Di kampus, kegiatan kuliah biasanya disesuaikan oleh dosen ketika bulan puasa. Jadwal-jadwal yang seharusnya dekat dengan azan magrib diganti ke lain waktu. Alhasil, kosong. Tak ada kegiatan apapun.
Perut kosong pula. Kombinasi yang tepat untuk tidur. Dan itulah yang dilakukan teman saya. Saat magrib menjelang, dan azan berkumandang, si dia malah sempoyongan. Bukannya segar malah setengah sadar.

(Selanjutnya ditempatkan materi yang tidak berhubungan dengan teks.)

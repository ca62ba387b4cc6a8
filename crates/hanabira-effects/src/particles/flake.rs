//! Snowflake.

use hanabira_core::{SPAWN_Y, Viewport};
use rand::Rng;

use super::{Particle, uniform};
use crate::color::WHITE;
use crate::surface::DrawingSurface;

/// Horizontal amplitude of the swing oscillation, per tick.
const SWING_AMPLITUDE: f32 = 0.5;

/// A falling snowflake that sways side to side.
#[derive(Debug, Clone, PartialEq)]
pub struct Flake {
    pub x: f32,
    pub y: f32,
    pub size: f32,
    pub speed_x: f32,
    pub speed_y: f32,
    pub opacity: f32,
    /// Phase of the lateral oscillator.
    pub swing: f32,
    pub swing_speed: f32,
}

impl Particle for Flake {
    fn spawn<R: Rng>(bounds: Viewport, rng: &mut R) -> Self {
        Self {
            x: uniform(rng, 0.0, bounds.width),
            y: SPAWN_Y,
            size: uniform(rng, 3.0, 8.0),
            speed_y: uniform(rng, 1.0, 2.5),
            speed_x: uniform(rng, -0.25, 0.25),
            opacity: uniform(rng, 0.6, 1.0),
            swing: 0.0,
            swing_speed: uniform(rng, 0.02, 0.05),
        }
    }

    fn scatter<R: Rng>(&mut self, bounds: Viewport, rng: &mut R) {
        self.y = uniform(rng, 0.0, bounds.height);
    }

    fn update<R: Rng>(&mut self, bounds_height: f32, _rng: &mut R) -> bool {
        self.swing += self.swing_speed;
        self.x += self.swing.sin() * SWING_AMPLITUDE + self.speed_x;
        self.y += self.speed_y;

        self.y > bounds_height
    }

    fn draw<S: DrawingSurface + ?Sized>(&self, surface: &mut S) {
        surface.save();
        surface.set_global_alpha(self.opacity);
        surface.set_fill_color(WHITE);
        surface.fill_disc(self.x, self.y, self.size / 2.0);
        surface.restore();
    }
}

#[cfg(test)]
mod tests {
    use rand::{SeedableRng, rngs::StdRng};

    use super::*;

    #[test]
    fn test_spawn_ranges() {
        let mut rng = StdRng::seed_from_u64(11);
        let bounds = Viewport::new(800.0, 600.0);
        for _ in 0..500 {
            let f = Flake::spawn(bounds, &mut rng);
            assert_eq!(f.y, SPAWN_Y);
            assert_eq!(f.swing, 0.0);
            assert!((3.0..=8.0).contains(&f.size));
            assert!((1.0..=2.5).contains(&f.speed_y));
            assert!((-0.25..=0.25).contains(&f.speed_x));
            assert!((0.02..=0.05).contains(&f.swing_speed));
            assert!((0.6..=1.0).contains(&f.opacity));
        }
    }

    #[test]
    fn test_swing_moves_sideways() {
        let mut rng = StdRng::seed_from_u64(12);
        let mut f = Flake::spawn(Viewport::new(800.0, 600.0), &mut rng);
        f.x = 100.0;
        f.speed_x = 0.0;
        f.swing_speed = 0.05;
        f.update(600.0, &mut rng);
        assert!((f.swing - 0.05).abs() < 1e-6);
        assert!((f.x - (100.0 + 0.05_f32.sin() * 0.5)).abs() < 1e-5);
    }

    #[test]
    fn test_removed_after_exact_tick_count() {
        let mut rng = StdRng::seed_from_u64(13);
        let mut f = Flake::spawn(Viewport::new(800.0, 600.0), &mut rng);
        f.speed_y = 1.5;
        let expected = ((600.0_f32 + 20.0) / 1.5).ceil() as usize;
        assert_eq!(expected, 414);

        let mut ticks = 1;
        while !f.update(600.0, &mut rng) {
            ticks += 1;
        }
        assert_eq!(ticks, expected);
    }
}
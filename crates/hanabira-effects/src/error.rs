//! Error types for the effects engine.

use hanabira_core::Effect;
use thiserror::Error;

/// Errors raised while bringing an effect up.
///
/// None of these ever reach the user: the orchestrator logs them and the
/// effect simply stays dark.
#[derive(Debug, Error)]
pub enum EngineError {
    #[error("no drawing surface available for {effect:?}: {reason}")]
    SurfaceUnavailable { effect: Effect, reason: String },
}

Pengalaman bangun kliyengan seperti itu juga dirasakan banyak orang dan bukan di saat puasa saja. Ada banyak alasan, mulai dari urusan spiritual, kejiwaan, hingga kesehatan. Tapi, pengalaman adalah guru yang utama bukan? Jadi, buat apa ikut mencoba.

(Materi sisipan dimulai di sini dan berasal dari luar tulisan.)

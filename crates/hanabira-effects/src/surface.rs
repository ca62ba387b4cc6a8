//! Drawing surfaces.
//!
//! [`DrawingSurface`] is the small 2D-context contract particles draw
//! against. [`Canvas`] implements it as a software RGBA raster whose pixels
//! cover `scale x scale` logical pixels each, which is how a viewport
//! measured in logical pixels maps onto half-block terminal cells.

use hanabira_core::{Effect, Viewport};

use crate::color::Rgba;
use crate::error::EngineError;
use crate::host::SurfaceProvider;

/// A raster target supporting the primitives the particles need.
pub trait DrawingSurface {
    /// Resize the backing raster to `width x height` logical pixels.
    ///
    /// Resizing to the current dimensions must leave the contents untouched.
    fn resize(&mut self, width: f32, height: f32);

    /// Current logical size.
    fn size(&self) -> Viewport;

    /// Clear a rectangle to full transparency.
    fn clear_rect(&mut self, x: f32, y: f32, width: f32, height: f32);

    /// Clear the whole surface.
    fn clear(&mut self) {
        let size = self.size();
        self.clear_rect(0.0, 0.0, size.width, size.height);
    }

    /// Push the current transform, alpha and fill color.
    fn save(&mut self);

    /// Pop the state pushed by the matching [`DrawingSurface::save`].
    fn restore(&mut self);

    fn translate(&mut self, x: f32, y: f32);

    /// Rotate the current transform by `radians`, clockwise on screen.
    fn rotate(&mut self, radians: f32);

    fn set_global_alpha(&mut self, alpha: f32);

    fn set_fill_color(&mut self, color: Rgba);

    /// Fill a disc centered at `(x, y)` in the current coordinate space.
    fn fill_disc(&mut self, x: f32, y: f32, radius: f32);

    /// Publish the frame drawn since the last clear.
    fn present(&mut self) {}

    /// Whether the surface has gone away and can no longer be drawn to.
    fn is_lost(&self) -> bool {
        false
    }
}

/// 2D affine transform `(a, b, c, d, e, f)` as used by canvas contexts.
#[derive(Debug, Clone, Copy, PartialEq)]
pub struct Transform {
    pub a: f32,
    pub b: f32,
    pub c: f32,
    pub d: f32,
    pub e: f32,
    pub f: f32,
}

impl Transform {
    pub const IDENTITY: Transform = Transform {
        a: 1.0,
        b: 0.0,
        c: 0.0,
        d: 1.0,
        e: 0.0,
        f: 0.0,
    };

    /// Map a point from local to device space.
    pub fn apply(&self, x: f32, y: f32) -> (f32, f32) {
        (
            self.a * x + self.c * y + self.e,
            self.b * x + self.d * y + self.f,
        )
    }

    fn translate(&mut self, x: f32, y: f32) {
        self.e += self.a * x + self.c * y;
        self.f += self.b * x + self.d * y;
    }

    fn rotate(&mut self, radians: f32) {
        let (sin, cos) = radians.sin_cos();
        let Transform { a, b, c, d, .. } = *self;
        self.a = a * cos + c * sin;
        self.b = b * cos + d * sin;
        self.c = c * cos - a * sin;
        self.d = d * cos - b * sin;
    }

    /// Uniform scale factor of the transform.
    fn scale(&self) -> f32 {
        (self.a * self.d - self.b * self.c).abs().sqrt()
    }
}

impl Default for Transform {
    fn default() -> Self {
        Self::IDENTITY
    }
}

#[derive(Debug, Clone, Copy)]
struct DrawState {
    transform: Transform,
    alpha: f32,
    fill: Rgba,
}

impl Default for DrawState {
    fn default() -> Self {
        Self {
            transform: Transform::IDENTITY,
            alpha: 1.0,
            fill: Rgba::TRANSPARENT,
        }
    }
}

/// Software RGBA raster with a double buffer.
///
/// Drawing goes to the back buffer; [`DrawingSurface::present`] swaps it to
/// the front, which is what [`Canvas::pixel`] and the overlay widget read.
#[derive(Debug, Clone)]
pub struct Canvas {
    /// Logical pixels covered by one raster pixel along each axis.
    scale: f32,
    width: f32,
    height: f32,
    cols: usize,
    rows: usize,
    back: Vec<Rgba>,
    front: Vec<Rgba>,
    state: DrawState,
    stack: Vec<DrawState>,
}

impl Canvas {
    /// Create an empty canvas where one raster pixel covers `scale` logical pixels.
    pub fn new(scale: f32) -> Self {
        Self {
            scale: scale.max(f32::EPSILON),
            width: 0.0,
            height: 0.0,
            cols: 0,
            rows: 0,
            back: Vec::new(),
            front: Vec::new(),
            state: DrawState::default(),
            stack: Vec::new(),
        }
    }

    /// Raster dimensions as `(columns, rows)`.
    pub fn raster_size(&self) -> (usize, usize) {
        (self.cols, self.rows)
    }

    /// Logical pixels per raster pixel.
    pub fn scale(&self) -> f32 {
        self.scale
    }

    /// Presented pixel at raster position `(col, row)`.
    pub fn pixel(&self, col: usize, row: usize) -> Rgba {
        if col >= self.cols || row >= self.rows {
            return Rgba::TRANSPARENT;
        }
        self.front[row * self.cols + col]
    }

    /// Pixel of the frame currently being drawn.
    pub fn back_pixel(&self, col: usize, row: usize) -> Rgba {
        if col >= self.cols || row >= self.rows {
            return Rgba::TRANSPARENT;
        }
        self.back[row * self.cols + col]
    }

    /// Current transform.
    pub fn transform(&self) -> Transform {
        self.state.transform
    }

    /// Current global alpha.
    pub fn global_alpha(&self) -> f32 {
        self.state.alpha
    }

    /// Depth of the save/restore stack.
    pub fn saved_states(&self) -> usize {
        self.stack.len()
    }

    fn blend(&mut self, col: usize, row: usize, color: Rgba) {
        let idx = row * self.cols + col;
        self.back[idx] = color.over(self.back[idx]);
    }
}

impl DrawingSurface for Canvas {
    fn resize(&mut self, width: f32, height: f32) {
        let width = width.max(0.0);
        let height = height.max(0.0);
        if width == self.width && height == self.height {
            return;
        }
        self.width = width;
        self.height = height;
        self.cols = (width / self.scale).ceil() as usize;
        self.rows = (height / self.scale).ceil() as usize;
        // Resizing resets the raster and the drawing state, like a canvas element.
        self.back = vec![Rgba::TRANSPARENT; self.cols * self.rows];
        self.front = self.back.clone();
        self.state = DrawState::default();
        self.stack.clear();
    }

    fn size(&self) -> Viewport {
        Viewport::new(self.width, self.height)
    }

    fn clear_rect(&mut self, x: f32, y: f32, width: f32, height: f32) {
        let span = |lo: f32, len: f32, max: usize| {
            let start = (lo / self.scale).floor().max(0.0) as usize;
            let end = ((lo + len) / self.scale).ceil().max(0.0) as usize;
            (start.min(max), end.min(max))
        };
        let (c0, c1) = span(x, width, self.cols);
        let (r0, r1) = span(y, height, self.rows);
        if c0 >= c1 || r0 >= r1 {
            return;
        }
        for row in r0..r1 {
            let start = row * self.cols;
            self.back[start + c0..start + c1].fill(Rgba::TRANSPARENT);
        }
    }

    fn save(&mut self) {
        self.stack.push(self.state);
    }

    fn restore(&mut self) {
        if let Some(state) = self.stack.pop() {
            self.state = state;
        }
    }

    fn translate(&mut self, x: f32, y: f32) {
        self.state.transform.translate(x, y);
    }

    fn rotate(&mut self, radians: f32) {
        self.state.transform.rotate(radians);
    }

    fn set_global_alpha(&mut self, alpha: f32) {
        if alpha.is_finite() {
            self.state.alpha = alpha.clamp(0.0, 1.0);
        }
    }

    fn set_fill_color(&mut self, color: Rgba) {
        self.state.fill = color;
    }

    fn fill_disc(&mut self, x: f32, y: f32, radius: f32) {
        if radius <= 0.0 || self.cols == 0 || self.rows == 0 {
            return;
        }
        let (dx, dy) = self.state.transform.apply(x, y);
        let cx = dx / self.scale;
        let cy = dy / self.scale;
        let r = radius * self.state.transform.scale() / self.scale;
        let color = self.state.fill.with_alpha(self.state.alpha);
        if color.a <= 0.0 {
            return;
        }

        let reach = r + 0.5;
        let col_min = (cx - reach).floor().max(0.0) as usize;
        let row_min = (cy - reach).floor().max(0.0) as usize;
        let col_max = ((cx + reach).ceil().max(0.0) as usize).min(self.cols);
        let row_max = ((cy + reach).ceil().max(0.0) as usize).min(self.rows);

        for row in row_min..row_max {
            for col in col_min..col_max {
                let px = col as f32 + 0.5 - cx;
                let py = row as f32 + 0.5 - cy;
                // Approximate pixel coverage from the distance to the disc edge.
                let coverage = (r + 0.5 - (px * px + py * py).sqrt()).clamp(0.0, 1.0);
                if coverage > 0.0 {
                    self.blend(col, row, color.with_alpha(coverage));
                }
            }
        }
    }

    fn present(&mut self) {
        std::mem::swap(&mut self.front, &mut self.back);
        self.back.copy_from_slice(&self.front);
    }
}

/// Hands out a fresh [`Canvas`] for every effect.
#[derive(Debug, Clone, Copy)]
pub struct CanvasProvider {
    scale: f32,
}

impl CanvasProvider {
    /// Canvases where one raster pixel covers `scale` logical pixels.
    pub fn new(scale: f32) -> Self {
        Self { scale }
    }
}

impl SurfaceProvider for CanvasProvider {
    type Surface = Canvas;

    fn acquire(&mut self, effect: Effect) -> Result<Canvas, EngineError> {
        if !self.scale.is_finite() || self.scale <= 0.0 {
            return Err(EngineError::SurfaceUnavailable {
                effect,
                reason: format!("invalid raster scale {}", self.scale),
            });
        }
        Ok(Canvas::new(self.scale))
    }
}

Padahal, ada banyak kegiatan positif yang bisa dilakukan menjelang magrib. Akrabnya disebut ngabuburit.
Pertama, kita bisa isi dengan kegiatan keagamaan. Tadarus Alquran adalah salah satu contohnya. Kan di bulan Ramadan semua pahala dilipatgandakan. Lumayan lho, sejak asar sampai magrib. Bisalah sekali khatam. Hehe, bercanda. Ga perlu dipaksa seperti itu juga.

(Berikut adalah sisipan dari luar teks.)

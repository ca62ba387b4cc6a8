//! Command-line arguments.

use std::path::PathBuf;

use clap::Parser;
use hanabira_core::EffectsConfig;

#[derive(Debug, Parser)]
#[command(name = "hanabira")]
#[command(about = "Ambient petals, snow and stars over your terminal", long_about = None)]
#[command(version)]
#[command(author)]
pub struct Cli {
    /// Show falling cherry blossom petals
    #[arg(long)]
    pub sakura: bool,

    /// Show falling snow
    #[arg(long)]
    pub snow: bool,

    /// Show twinkling stars
    #[arg(long)]
    pub stars: bool,

    /// Path to the user config file
    #[arg(long, value_name = "PATH")]
    pub config: Option<PathBuf>,

    /// Path to a JSON site config with an `effects` object
    #[arg(long, value_name = "PATH")]
    pub site_config: Option<PathBuf>,

    /// Fixed RNG seed for reproducible runs
    #[arg(long)]
    pub seed: Option<u64>,

    /// Verbosity level (can be repeated for more detail)
    #[arg(short, long, action = clap::ArgAction::Count)]
    pub verbose: u8,

    /// Suppress all log output except errors
    #[arg(short, long, conflicts_with = "verbose")]
    pub quiet: bool,
}

impl Cli {
    /// Effect switches given on the command line, if any flag was passed.
    pub fn effects_override(&self) -> Option<EffectsConfig> {
        let effects = EffectsConfig {
            sakura: self.sakura,
            snow: self.snow,
            stars: self.stars,
        };
        effects.any().then_some(effects)
    }
}

#[cfg(test)]
mod tests {
    use super::*;

    #[test]
    fn test_no_flags_no_override() {
        let cli = Cli::parse_from(["hanabira"]);
        assert_eq!(cli.effects_override(), None);
        assert_eq!(cli.verbose, 0);
    }

    #[test]
    fn test_flags_override() {
        let cli = Cli::parse_from(["hanabira", "--snow", "--stars", "-vv", "--seed", "9"]);
        assert_eq!(
            cli.effects_override(),
            Some(EffectsConfig {
                sakura: false,
                snow: true,
                stars: true,
            })
        );
        assert_eq!(cli.verbose, 2);
        assert_eq!(cli.seed, Some(9));
    }

    #[test]
    fn test_quiet_conflicts_with_verbose() {
        assert!(Cli::try_parse_from(["hanabira", "-q", "-v"]).is_err());
    }
}
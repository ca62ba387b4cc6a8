//! Log setup.
//!
//! The terminal belongs to the UI, so records go to `hanabira.log` in the
//! platform cache directory instead of stderr.

use std::fs::{self, File};
use std::path::PathBuf;

use directories::ProjectDirs;
use env_logger::{Builder, Env, Target};
use log::LevelFilter;

/// Level used when `RUST_LOG` is not set.
pub fn level_for(verbose: u8, quiet: bool) -> LevelFilter {
    if quiet {
        return LevelFilter::Error;
    }
    match verbose {
        0 => LevelFilter::Warn,
        1 => LevelFilter::Info,
        2 => LevelFilter::Debug,
        _ => LevelFilter::Trace,
    }
}

/// Install the logger. Returns the log file path, or `None` if no log file
/// could be created, in which case logging stays disabled.
pub fn init(verbose: u8, quiet: bool) -> Option<PathBuf> {
    let dirs = ProjectDirs::from("", "", "hanabira")?;
    let dir = dirs.cache_dir();
    fs::create_dir_all(dir).ok()?;
    let path = dir.join("hanabira.log");
    let file = File::create(&path).ok()?;

    let level = level_for(verbose, quiet).to_string().to_lowercase();
    Builder::from_env(Env::default().default_filter_or(level))
        .target(Target::Pipe(Box::new(file)))
        .init();
    Some(path)
}

#[cfg(test)]
mod tests {
    use super::*;

    #[test]
    fn test_level_mapping() {
        assert_eq!(level_for(0, false), LevelFilter::Warn);
        assert_eq!(level_for(1, false), LevelFilter::Info);
        assert_eq!(level_for(2, false), LevelFilter::Debug);
        assert_eq!(level_for(5, false), LevelFilter::Trace);
        assert_eq!(level_for(0, true), LevelFilter::Error);
    }
}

Selain tadarus, biasanya di masjid-masjid sering diadakan kajian menjelang berbuka. Ikut saja. Daripada bengong di rumah, yang didengar cuma lagu Sayang (Via Vallen). Datang ke majelis ilmu itu ada pahalanya juga. Apalagi sambil mendengarkan.
Bonusnya, bisa dapat jamuan buka puasa. Enak atau enak banget? Ya ueenaak tenan.
Kedua, kita bisa ngabuburit dengan berolahraga. Puasa ga boleh loyo. Stamina harus tetap terjaga. Nih ya, menurut metode OCD-nya Abang Deddy, berolahraga dalam keadaan puasa akan lebih efektif dalam membakar lemak. Hayo, siapa yang Ramadan goal-nya ingin kurus saat lebaran? Jangan malas olahraga ya.
Ketiga, ada kegiatan yang lebih santai. Menyiapkan menu-buka-puasa bersama. Bisa dengan teman sekosan. Atau dengan keluarga.